Jhr. Reneke (René) de Marees van Swinderen (6 October 1860, in Groningen – 17 January 1955, in London) was a Dutch diplomat and politician. He married Elizabeth Lindsay Glover 21 December 1904 in Washington, D.C.

== Career ==
- From September 9, 1887 to 1888 he was Attaché in the Cabinet of the Minister, Ministry of Foreign Affairs.
- Until October 1889 he was Attaché in Berlin.
- From October 1889 to 1890 he was Attaché to Washington, D.C.
- From 1890 to April 1894 he was second class secretary of legation in Vienna.
- From April 9, 1894 to December 1899 he was first class secretary of legation to Saint Petersburg.
- From January 1900 to 1901 he was first class secretary of legation in Paris.
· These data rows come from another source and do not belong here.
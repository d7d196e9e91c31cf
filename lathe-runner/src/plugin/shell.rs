//! Shell plugin
//!
//! Serves `sh` and `echo` steps. `sh` runs its text through `sh -c`, inside
//! the stage container when the step carries a container id and on the host
//! workspace otherwise.

use anyhow::{Context, Result};
use async_trait::async_trait;
use lathe_core::domain::log::LogEntry;
use lathe_core::domain::pipeline::StepParams;
use std::collections::HashMap;
use tokio::process::Command;
use tracing::debug;

use super::{
    CONTAINER_ID, Plugin, PluginContext, TEXT, WORKFLOW_EXECUTION_ID, forward_output, required,
};
use crate::process::{spawn_streaming, strip_control_chars};

#[derive(Default)]
pub struct ShellPlugin {
    ctx: Option<PluginContext>,
}

impl ShellPlugin {
    pub fn new() -> Self {
        Self::default()
    }

    fn ctx(&self) -> Result<&PluginContext> {
        self.ctx.as_ref().context("shell plugin has not been started")
    }

    async fn sh(&self, params: &StepParams) -> Result<Option<String>> {
        let ctx = self.ctx()?;
        let script = required(params, TEXT)?;
        let workflow_id = params.get(WORKFLOW_EXECUTION_ID);

        let output = match params.get(CONTAINER_ID) {
            Some(container_id) => {
                debug!("Running sh in container {}: {}", container_id, script);
                let argv = vec!["sh".to_string(), "-c".to_string(), script.to_string()];
                ctx.containers.exec(container_id, &argv).await?
            }
            None => {
                debug!("Running sh on host: {}", script);
                tokio::fs::create_dir_all(&ctx.workspace_dir)
                    .await
                    .context("Failed to create workspace directory")?;

                let mut command = Command::new("sh");
                command.arg("-c").arg(script).current_dir(&ctx.workspace_dir);
                spawn_streaming(command, "sh")?
            }
        };

        let collected = forward_output(output, ctx.logs.as_ref(), workflow_id).await?;
        Ok(Some(collected))
    }

    fn echo(&self, params: &StepParams) -> Result<Option<String>> {
        let ctx = self.ctx()?;
        let text = strip_control_chars(required(params, TEXT)?);

        if let Some(workflow_id) = params.get(WORKFLOW_EXECUTION_ID) {
            ctx.logs.add_entry(workflow_id, LogEntry::info(text.clone()));
        }

        Ok(Some(text))
    }
}

#[async_trait]
impl Plugin for ShellPlugin {
    async fn start(&mut self, ctx: &PluginContext) -> Result<()> {
        self.ctx = Some(ctx.clone());
        Ok(())
    }

    async fn stop(&self) -> Result<()> {
        Ok(())
    }

    fn list_methods(&self) -> HashMap<String, String> {
        HashMap::from([
            ("echo".to_string(), "echo".to_string()),
            ("sh".to_string(), "sh".to_string()),
        ])
    }

    async fn invoke(&self, method: &str, params: &StepParams) -> Result<Option<String>> {
        match method {
            "sh" => self.sh(params).await,
            "echo" => self.echo(params),
            other => anyhow::bail!("shell plugin has no method '{}'", other),
        }
    }
}
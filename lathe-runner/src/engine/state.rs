//! Workflow state handle
//!
//! Shared between the engine, which advances it, and pollers, which read it
//! at any time. The state only moves forward.

use lathe_core::domain::workflow::WorkflowState;
use std::sync::Arc;
use tokio::sync::watch;

#[derive(Clone)]
pub struct StateHandle {
    tx: Arc<watch::Sender<WorkflowState>>,
}

impl StateHandle {
    pub fn new(initial: WorkflowState) -> Self {
        let (tx, _) = watch::channel(initial);
        Self { tx: Arc::new(tx) }
    }

    /// Current state
    pub fn get(&self) -> WorkflowState {
        *self.tx.borrow()
    }

    /// Moves to `next` if it is later in the lifecycle
    ///
    /// Returns whether the state changed.
    pub fn advance(&self, next: WorkflowState) -> bool {
        self.tx.send_if_modified(|current| {
            if next > *current {
                *current = next;
                true
            } else {
                false
            }
        })
    }

    /// Receiver notified on every transition
    pub fn subscribe(&self) -> watch::Receiver<WorkflowState> {
        self.tx.subscribe()
    }

    /// Resolves once the state is `Done`
    pub async fn wait_done(&self) {
        let mut rx = self.subscribe();
        // The sender is owned by `self`, so the channel cannot close here
        let _ = rx.wait_for(|state| state.is_done()).await;
    }
}

impl Default for StateHandle {
    fn default() -> Self {
        Self::new(WorkflowState::Undefined)
    }
}

#[cfg(test)]
mod tests {
    use super::*;

    #[test]
    fn test_state_never_moves_backwards() {
        let state = StateHandle::new(WorkflowState::Pending);
        assert!(state.advance(WorkflowState::Running));
        assert!(!state.advance(WorkflowState::Started));
        assert!(!state.advance(WorkflowState::Running));
        assert_eq!(state.get(), WorkflowState::Running);
        assert!(state.advance(WorkflowState::Done));
        assert_eq!(state.get(), WorkflowState::Done);
    }

    #[tokio::test]
    async fn test_wait_done() {
        let state = StateHandle::new(WorkflowState::Started);
        let waiter = {
            let state = state.clone();
            tokio::spawn(async move { state.wait_done().await })
        };

        state.advance(WorkflowState::Done);
        tokio::time::timeout(std::time::Duration::from_secs(1), waiter)
            .await
            .unwrap()
            .unwrap();
    }
}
- From 1901 to 1903 he was minister at Bucharest.
- In 1904 he was minister at Belgrade.
- From February 18, 1904 to February 12, 1908 he was envoy extraordinary and minister plenipotentiary in Washington, D.C., also accredited in Mexico City.
- In December 1907 he left for the Netherlands.
- From February 12, 1908 to August 29, 1913 he was Minister for Foreign Affairs.

== Honours ==
- 1910: Grand Cordon of the Order of Leopold.